Euphoria trabocca oltre i confini della serialità
Nei primi minuti di apertura di Trying to Get to Heaven Before They Close the Door una donna marcia in uno strip club irrompendo in una stanza sul retro dove si trova uno uomo a cui spara ad ambedue le gambe. Quest’ultimo è il padre del giovane Fezco (Angus Cloud), la donna che gli ha appena sparato sua nonna Kitty (Katherine Narducci). Ella lo porta a vivere con sé e insegna lui tutto quello che sa sul traffico di droga facendolo divenire a tutti gli effetti suo complice e socio sulle note di Jump into the Fire di Harry Nilsson. Giunti alla fine del prologo veniamo catapultati all’interno di una “selvaggia” festa di capodanno. Euphoria combina una narrazione adrenalinica alle storie più drammatiche, un’unione volta a ottenere il massimo effetto sia del racconto sia estetico. Anche la semplice sequenza di un house party, elemento tipico dei teen drama, costituisce un unicum.
Il contenuto, il ritmo e il taglio delle sequenze sono rapidissimi, tutto volge all’eccesso. Euphoria non descrive solo gli impulsi più oscuri, ma libera i suoi protagonisti e, più di tutto, i suoi spettatori. A questi ultimi davanti all’autodistruzione di una gioventù disperata, persa in una realtà che non sembra fornire né pace né futuro, viene concesso il privilegio di osservare e vivere una profonda catarsi del reale attraverso una serie dall’audace bellezza e arte. Levinson spoglia i personaggi e li mostra nella loro intimità, espone tutte le loro paure e angosce, indagando, in un’atmosfera smisurata, l’adolescenza, le relazioni tossiche, gli abusi, lo scontro generazionale di famiglie che hanno lasciato i loro figli perdersi, incapaci di essere un punto di riferimento. Oltre a ciò la serie affronta numerosi temi attuali: dalla tossicodipendenza alla malattia mentale fino all’amore e al gender, tematiche al cui servizio Levinson mette la propria penna, impegnandosi a percorrere direzioni creative sempre più audaci e capaci di valicare ogni confine narrativo.

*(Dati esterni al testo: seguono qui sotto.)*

//! Probe placement.
//!
//! Each chapter body gets one probe per canonical word. A probe replaces an
//! existing body word at a randomly sampled position and keeps that word's
//! boundary punctuation outside the delimiters, so the rendered page still
//! reads naturally.

use rand::Rng;
use rand::seq::SliceRandom;
use tracing::debug;

use crate::error::{Error, Result};
use crate::model::{
    ChapterBody, DEFAULT_DELIMITER, DocPosition, Document, ProbeMarkers, ProbeToken,
};

/// Paragraph style that marks a chapter title in the source manuscripts.
pub const DEFAULT_TITLE_STYLE: &str = "CSP - Chapter Title";

/// Places delimited probe tokens into chapter bodies.
#[derive(Debug, Clone)]
pub struct TokenSeeder {
    title_style: String,
    delimiter: char,
}

impl Default for TokenSeeder {
    fn default() -> Self {
        Self {
            title_style: DEFAULT_TITLE_STYLE.to_string(),
            delimiter: DEFAULT_DELIMITER,
        }
    }
}

impl TokenSeeder {
    pub fn new() -> Self {
        Self::default()
    }

    pub fn with_title_style(mut self, style: impl Into<String>) -> Self {
        self.title_style = style.into();
        self
    }

    pub fn with_delimiter(mut self, delimiter: char) -> Self {
        self.delimiter = delimiter;
        self
    }

    pub fn title_style(&self) -> &str {
        &self.title_style
    }

    /// Replace one body word per canonical word in every chapter.
    ///
    /// All chapters are checked for enough body words before anything is
    /// modified, so on error the document is untouched.
    pub fn seed<R, S>(
        &self,
        document: &mut Document,
        words: &[S],
        rng: &mut R,
    ) -> Result<Vec<ProbeToken>>
    where
        R: Rng + ?Sized,
        S: AsRef<str>,
    {
        let bodies = document.chapter_bodies(&self.title_style);

        for body in &bodies {
            let available = document.words_in(body.body.clone()).len();
            if available < words.len() {
                return Err(Error::InsufficientPositions {
                    chapter: body.chapter,
                    available,
                    required: words.len(),
                });
            }
        }

        let mut probes = Vec::with_capacity(bodies.len() * words.len());
        for body in &bodies {
            self.seed_chapter(document, body, words, rng, &mut probes);
        }

        debug!(
            chapters = bodies.len(),
            probes = probes.len(),
            "seeded probe tokens"
        );
        Ok(probes)
    }

    fn seed_chapter<R, S>(
        &self,
        document: &mut Document,
        body: &ChapterBody,
        words: &[S],
        rng: &mut R,
        probes: &mut Vec<ProbeToken>,
    ) where
        R: Rng + ?Sized,
        S: AsRef<str>,
    {
        let range = body.body.clone();
        let mut flat: Vec<String> = document
            .words_in(range.clone())
            .into_iter()
            .map(str::to_owned)
            .collect();

        // Paragraph owning each flattened word
        let owners: Vec<usize> = document.paragraphs[range.clone()]
            .iter()
            .enumerate()
            .flat_map(|(i, p)| std::iter::repeat_n(range.start + i, p.word_count()))
            .collect();

        let mut order: Vec<&str> = words.iter().map(AsRef::as_ref).collect();
        order.shuffle(rng);

        let positions = rand::seq::index::sample(rng, flat.len(), order.len());
        let mut touched = vec![false; range.len()];
        for (word, index) in order.into_iter().zip(positions.iter()) {
            touched[owners[index] - range.start] = true;
            let probe = ProbeToken {
                word: word.to_string(),
                position: DocPosition {
                    chapter: body.chapter,
                    paragraph: owners[index],
                    word: index,
                },
                markers: ProbeMarkers::from_replaced(&flat[index]),
            };
            flat[index] = probe.render(self.delimiter);
            probes.push(probe);
        }

        // Only paragraphs holding a probe are re-joined
        let mut rebuilt = flat.into_iter();
        for (paragraph, touched) in document.paragraphs[range].iter_mut().zip(touched) {
            let count = paragraph.word_count();
            let words: Vec<String> = rebuilt.by_ref().take(count).collect();
            if touched {
                paragraph.text = words.join(" ");
            }
        }
    }
}

/// Copy of `document` with every delimiter character removed.
pub fn strip_probes(document: &Document, delimiter: char) -> Document {
    let mut clean = document.clone();
    for paragraph in &mut clean.paragraphs {
        if paragraph.text.contains(delimiter) {
            paragraph.text = paragraph.text.replace(delimiter, "");
        }
    }
    clean
}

Euphoria, in ogni suo aspetto, trabocca nuovamente oltre i confini della serialità, vuole di più, vuole fare di più, andare sempre più in profondità e scatenare l’emozioni del pubblico. Le scelte artistiche di Levinson non solo distinguono la sua creazione dal resto del panorama televisivo attuale, ma inebriano i suoi spettatori davanti a figure narrative che non sono né eroi né antieroi, ma figure in movimento, complesse, ancora alla ricerca della definizione del proprio sé. Davanti a questo stratificato racconto fatto di dolore e sofferenza non è possibile distogliere lo sguardo, smettere di guardare come una storia possa trasformarsi in arte. Siamo tutti smarriti in Eurphoria, dentro e fuori lo schermo, cerchiamo di trovare un punto a cui ancorarci ma inevitabilmente ci facciamo trasportare dall’autore dove desidera anche se significa perderci nuovamente. Alla fine l’unico vero punto di riferimento rimane l’infiammante bellezza di Euphoria stessa.